# YOUR OBJECTIVE
Nothing but a number should be given: how many lines in the listing contain the word "error".

# RECORDS FOR PROCESSING
*** Block opens ***

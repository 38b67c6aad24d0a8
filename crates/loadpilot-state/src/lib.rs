//! loadpilot-state — entities, capacity registry, and persisted state.
//!
//! # Architecture
//!
//! ```text
//! CapacityRegistry (Arc<RwLock<HashMap>>, process-wide)
//!   ├── get / snapshot        ← load balancer, rule engine, dashboard
//!   ├── update_load           ← request processor
//!   ├── set_allocation        ← scaling executor
//!   └── set_health            ← health monitor
//!
//! StateStore (redb)
//!   └── save_snapshot / load_snapshot ← controller, on a timer and at shutdown
//! ```
//!
//! Persisted values are JSON-serialized into redb's `&[u8]` columns. Rows
//! that no longer decode are skipped on load so the schema can evolve
//! without breaking restarts.

pub mod error;
pub mod registry;
pub mod store;
pub mod tables;
pub mod types;

pub use error::{StateError, StateResult};
pub use registry::CapacityRegistry;
pub use store::StateStore;
pub use types::*;

pub use loadpilot_core::types::*;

*** Block closes ***

# SOLUTION BELOW
2